YOUR TASK: If a line below contains the word "super", count it. Please give the total and nothing else.

Data extracted from a collection
● ● ● ● ● ● ●

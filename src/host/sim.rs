//! An in-memory host for tests, benchmarks and the demo binary.
//!
//! Items sit in a fixed grid. Transforms are tracked with their transition
//! so that [`measure`](RenderHost::measure) reports the *visual* box, the
//! way a browser's `getBoundingClientRect` does. Time only moves when a
//! frame is stepped.

use std::time::Duration;

use glam::Vec2;
use rustc_hash::{FxHashMap, FxHashSet};

use super::{FrameScheduler, RenderHost};
use crate::animation::{Task, TransformTransition};
use crate::engine::ReorderController;
use crate::error::GlideError;
use crate::item::ItemId;
use crate::layout::BoundingBox;

/// Frame interval of a 60 Hz display, rounded down.
pub const DEFAULT_FRAME_INTERVAL: Duration = Duration::from_millis(16);

/// Shortest frame interval; every frame must move the clock forward.
pub const MIN_FRAME_INTERVAL: Duration = Duration::from_millis(1);

/// Grid geometry: slot `i` is at column `i % columns`, row `i / columns`.
#[derive(Debug, Clone, Copy, PartialEq)]
pub struct GridLayout {
    /// Items per row.
    pub columns: usize,
    /// Width and height of one cell.
    pub cell: Vec2,
    /// Spacing between cells on both axes.
    pub gap: f32,
    /// Top-left corner of slot 0.
    pub origin: Vec2,
}

impl GridLayout {
    /// Grid with `columns` cells per row.
    #[must_use]
    pub fn new(columns: usize, width: f32, height: f32, gap: f32) -> Self {
        Self {
            columns: columns.max(1),
            cell: Vec2::new(width, height),
            gap,
            origin: Vec2::ZERO,
        }
    }

    /// Single row without gaps.
    #[must_use]
    pub fn row(width: f32, height: f32) -> Self {
        Self::new(usize::MAX, width, height, 0.0)
    }

    /// Box of layout slot `index`.
    #[must_use]
    pub fn slot(&self, index: usize) -> BoundingBox {
        let col = (index % self.columns) as f32;
        let row = (index / self.columns) as f32;
        BoundingBox::new(
            self.origin.x + col * (self.cell.x + self.gap),
            self.origin.y + row * (self.cell.y + self.gap),
            self.cell.x,
            self.cell.y,
        )
    }
}

/// One recorded `set_transform` call.
#[derive(Debug, Clone, PartialEq)]
pub struct TransformWrite {
    /// Frame counter when the write happened.
    pub frame: u64,
    /// Item written.
    pub item: ItemId,
    /// Target offset.
    pub offset: Vec2,
    /// Transition the write asked for.
    pub transition: Option<TransformTransition>,
}

/// Tasks released by [`SimulatedHost::begin_frame`].
#[derive(Debug, Default)]
pub struct FrameBatch {
    /// Timers that came due, earliest first.
    pub timers: Vec<Task>,
    /// Paint tasks requested before this frame began.
    pub paint: Vec<Task>,
}

impl FrameBatch {
    /// Whether nothing ran this frame.
    #[must_use]
    pub fn is_empty(&self) -> bool {
        self.timers.is_empty() && self.paint.is_empty()
    }
}

#[derive(Debug, Clone, Copy)]
struct TransformState {
    from: Vec2,
    to: Vec2,
    started: Duration,
    transition: Option<TransformTransition>,
}

impl TransformState {
    fn at(&self, now: Duration) -> Vec2 {
        let Some(transition) = self.transition else {
            return self.to;
        };
        if transition.duration.is_zero() {
            return self.to;
        }
        let elapsed = now.saturating_sub(self.started);
        let t = elapsed.as_secs_f32() / transition.duration.as_secs_f32();
        self.from + (self.to - self.from) * transition.easing.evaluate(t)
    }
}

#[derive(Debug)]
struct PendingTimer {
    due: Duration,
    seq: u64,
    task: Task,
}

/// Deterministic host: grid layout, virtual clock, recorded writes.
#[derive(Debug)]
pub struct SimulatedHost {
    layout: GridLayout,
    frame_interval: Duration,
    now: Duration,
    frame: u64,
    order: Vec<ItemId>,
    unmounted: FxHashSet<ItemId>,
    transforms: FxHashMap<ItemId, TransformState>,
    ghost_cleared: FxHashSet<ItemId>,
    paint_queue: Vec<Task>,
    timers: Vec<PendingTimer>,
    timer_seq: u64,
    writes: Vec<TransformWrite>,
}

impl SimulatedHost {
    /// Empty host using `layout`.
    #[must_use]
    pub fn new(layout: GridLayout) -> Self {
        Self {
            layout,
            frame_interval: DEFAULT_FRAME_INTERVAL,
            now: Duration::ZERO,
            frame: 0,
            order: Vec::new(),
            unmounted: FxHashSet::default(),
            transforms: FxHashMap::default(),
            ghost_cleared: FxHashSet::default(),
            paint_queue: Vec::new(),
            timers: Vec::new(),
            timer_seq: 0,
            writes: Vec::new(),
        }
    }

    /// Use a different frame interval, at least [`MIN_FRAME_INTERVAL`].
    #[must_use]
    pub fn with_frame_interval(mut self, interval: Duration) -> Self {
        self.frame_interval = interval.max(MIN_FRAME_INTERVAL);
        self
    }

    /// Virtual time elapsed.
    #[must_use]
    pub fn now(&self) -> Duration {
        self.now
    }

    /// Number of frames produced so far.
    #[must_use]
    pub fn frame(&self) -> u64 {
        self.frame
    }

    /// Grid geometry.
    #[must_use]
    pub fn layout(&self) -> &GridLayout {
        &self.layout
    }

    /// Drop `item`'s node; it stays unmeasurable until the next
    /// [`apply_order`](RenderHost::apply_order).
    pub fn unmount(&mut self, item: &ItemId) {
        let _ = self.unmounted.insert(item.clone());
    }

    /// Untransformed layout box of `item`.
    #[must_use]
    pub fn layout_box(&self, item: &ItemId) -> Option<BoundingBox> {
        self.order
            .iter()
            .filter(|candidate| !self.unmounted.contains(*candidate))
            .position(|candidate| candidate == item)
            .map(|slot| self.layout.slot(slot))
    }

    /// Offset currently on screen for `item`, mid-transition included.
    #[must_use]
    pub fn transform_of(&self, item: &ItemId) -> Vec2 {
        self.transforms
            .get(item)
            .map_or(Vec2::ZERO, |state| state.at(self.now))
    }

    /// Whether a transition on `item` is still interpolating.
    #[must_use]
    pub fn is_transitioning(&self, item: &ItemId) -> bool {
        self.transforms.get(item).is_some_and(|state| {
            state.transition.is_some_and(|t| {
                self.now.saturating_sub(state.started) < t.duration
            })
        })
    }

    /// Every transform write so far, oldest first.
    #[must_use]
    pub fn writes(&self) -> &[TransformWrite] {
        &self.writes
    }

    /// Writes that targeted `item`.
    pub fn writes_for<'a>(
        &'a self,
        item: &'a ItemId,
    ) -> impl Iterator<Item = &'a TransformWrite> + 'a {
        self.writes.iter().filter(move |write| &write.item == item)
    }

    /// Most recent write to `item`.
    #[must_use]
    pub fn last_write(&self, item: &ItemId) -> Option<&TransformWrite> {
        self.writes.iter().rev().find(|write| &write.item == item)
    }

    /// Forget recorded writes.
    pub fn clear_writes(&mut self) {
        self.writes.clear();
    }

    /// Whether the drag ghost was suppressed for `item`.
    #[must_use]
    pub fn drag_image_cleared(&self, item: &ItemId) -> bool {
        self.ghost_cleared.contains(item)
    }

    /// Paint tasks waiting for the next frame.
    #[must_use]
    pub fn pending_frame_tasks(&self) -> &[Task] {
        &self.paint_queue
    }

    /// Timer tasks not yet due, earliest first.
    #[must_use]
    pub fn pending_timers(&self) -> Vec<Task> {
        let mut timers: Vec<&PendingTimer> = self.timers.iter().collect();
        timers.sort_by_key(|timer| (timer.due, timer.seq));
        timers.into_iter().map(|timer| timer.task.clone()).collect()
    }

    /// Whether no task is waiting on a frame or a timer.
    #[must_use]
    pub fn is_idle(&self) -> bool {
        self.paint_queue.is_empty() && self.timers.is_empty()
    }

    /// Advance the clock by one frame and release the tasks that fire in it.
    ///
    /// Paint tasks requested while the returned batch runs are queued for
    /// the frame after this one.
    pub fn begin_frame(&mut self) -> FrameBatch {
        self.frame += 1;
        self.now += self.frame_interval;

        let now = self.now;
        let (mut due, pending): (Vec<PendingTimer>, Vec<PendingTimer>) =
            std::mem::take(&mut self.timers)
                .into_iter()
                .partition(|timer| timer.due <= now);
        self.timers = pending;
        due.sort_by_key(|timer| (timer.due, timer.seq));

        FrameBatch {
            timers: due.into_iter().map(|timer| timer.task).collect(),
            paint: std::mem::take(&mut self.paint_queue),
        }
    }
}

impl RenderHost for SimulatedHost {
    fn apply_order(&mut self, order: &[ItemId]) {
        self.order = order.to_vec();
        self.unmounted.clear();
    }

    fn measure(&self, item: &ItemId) -> Result<BoundingBox, GlideError> {
        self.layout_box(item)
            .map(|bbox| bbox.translated(self.transform_of(item)))
            .ok_or_else(|| GlideError::NotRendered(item.clone()))
    }

    fn set_transform(
        &mut self,
        item: &ItemId,
        offset: Vec2,
        transition: Option<TransformTransition>,
    ) {
        let state = TransformState {
            from: self.transform_of(item),
            to: offset,
            started: self.now,
            transition,
        };
        let _ = self.transforms.insert(item.clone(), state);
        self.writes.push(TransformWrite {
            frame: self.frame,
            item: item.clone(),
            offset,
            transition,
        });
    }

    fn clear_drag_image(&mut self, item: &ItemId) {
        let _ = self.ghost_cleared.insert(item.clone());
    }
}

impl FrameScheduler for SimulatedHost {
    fn request_frame(&mut self, task: Task) {
        self.paint_queue.push(task);
    }

    fn schedule_after(&mut self, delay: Duration, task: Task) {
        self.timer_seq += 1;
        self.timers.push(PendingTimer {
            due: self.now + delay,
            seq: self.timer_seq,
            task,
        });
    }
}

impl ReorderController<SimulatedHost> {
    /// Produce one frame: fire due timers, then the frame's paint tasks.
    ///
    /// Returns how many tasks ran.
    pub fn step_frame(&mut self) -> usize {
        let batch = self.host_mut().begin_frame();
        let count = batch.timers.len() + batch.paint.len();
        for task in batch.timers.into_iter().chain(batch.paint) {
            self.run_task(task);
        }
        count
    }

    /// Step frames until no task is pending, at most `max_frames` times.
    ///
    /// Returns the number of frames stepped.
    pub fn run_until_idle(&mut self, max_frames: usize) -> usize {
        let mut frames = 0;
        while frames < max_frames && !self.host().is_idle() {
            let _ = self.step_frame();
            frames += 1;
        }
        frames
    }

    /// Step frames until at least `duration` of virtual time has passed.
    pub fn advance(&mut self, duration: Duration) {
        let target = self.host().now() + duration;
        while self.host().now() < target {
            let _ = self.step_frame();
        }
    }
}

#[cfg(test)]
mod tests {
    use super::*;
    use crate::animation::LockToken;
    use crate::options::Options;
    use crate::order::ItemOrder;
    use crate::util::easing::EasingFunction;

    fn abc_host() -> SimulatedHost {
        let mut host = SimulatedHost::new(GridLayout::row(100.0, 50.0));
        host.apply_order(&["A".into(), "B".into(), "C".into()]);
        host
    }

    #[test]
    fn test_grid_slots() {
        let grid = GridLayout::new(3, 100.0, 100.0, 10.0);
        assert_eq!(grid.slot(0), BoundingBox::new(0.0, 0.0, 100.0, 100.0));
        assert_eq!(grid.slot(4), BoundingBox::new(110.0, 110.0, 100.0, 100.0));
    }

    #[test]
    fn test_measure_includes_transform() {
        let mut host = abc_host();
        let b = ItemId::from("B");
        host.set_transform(&b, Vec2::new(5.0, 7.0), None);
        let bbox = host.measure(&b).unwrap();
        assert_eq!((bbox.left, bbox.top), (105.0, 7.0));
    }

    #[test]
    fn test_unknown_item_not_rendered() {
        let host = abc_host();
        let err = host.measure(&"Z".into()).unwrap_err();
        assert!(matches!(err, GlideError::NotRendered(_)));
    }

    #[test]
    fn test_transition_interpolates_over_time() {
        let mut host = abc_host().with_frame_interval(Duration::from_millis(50));
        let a = ItemId::from("A");
        host.set_transform(&a, Vec2::new(100.0, 0.0), None);
        host.set_transform(
            &a,
            Vec2::ZERO,
            Some(TransformTransition::new(
                Duration::from_millis(100),
                EasingFunction::Linear,
            )),
        );

        let _ = host.begin_frame();
        assert!((host.transform_of(&a).x - 50.0).abs() < 1e-3);
        assert!(host.is_transitioning(&a));

        let _ = host.begin_frame();
        assert_eq!(host.transform_of(&a), Vec2::ZERO);
        assert!(!host.is_transitioning(&a));
    }

    #[test]
    fn test_requests_during_frame_go_to_next_frame() {
        let mut host = abc_host();
        host.request_frame(Task::DragFrame);

        let batch = host.begin_frame();
        assert_eq!(batch.paint, vec![Task::DragFrame]);
        host.request_frame(Task::Play {
            item: "A".into(),
            token: LockToken(1),
        });

        assert_eq!(host.pending_frame_tasks().len(), 1);
        let next = host.begin_frame();
        assert_eq!(
            next.paint,
            vec![Task::Play {
                item: "A".into(),
                token: LockToken(1)
            }]
        );
    }

    #[test]
    fn test_timers_fire_in_due_order() {
        let mut host = abc_host();
        let unlock = |key: &str, generation| Task::Unlock {
            item: key.into(),
            token: LockToken(generation),
        };
        host.schedule_after(Duration::from_millis(30), unlock("B", 2));
        host.schedule_after(Duration::from_millis(20), unlock("A", 1));

        assert!(host.begin_frame().timers.is_empty());
        let batch = host.begin_frame();
        assert_eq!(
            batch.timers,
            vec![unlock("A", 1), unlock("B", 2)]
        );
        assert!(host.is_idle());
    }

    #[test]
    fn test_zero_frame_interval_still_advances_clock() {
        let mut host = abc_host().with_frame_interval(Duration::ZERO);
        let _ = host.begin_frame();
        assert_eq!(host.now(), MIN_FRAME_INTERVAL);
    }

    #[test]
    fn test_advance_terminates_with_zero_interval() {
        let host = SimulatedHost::new(GridLayout::row(10.0, 10.0))
            .with_frame_interval(Duration::ZERO);
        let order = ItemOrder::new(["A", "B"]).unwrap();
        let mut controller =
            ReorderController::new(host, order, Options::default());

        controller.advance(Duration::from_millis(5));
        assert_eq!(controller.host().now(), Duration::from_millis(5));
        assert_eq!(controller.host().frame(), 5);
    }
}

● ● ● ● ● ● ●

TASK OUTPUT: 2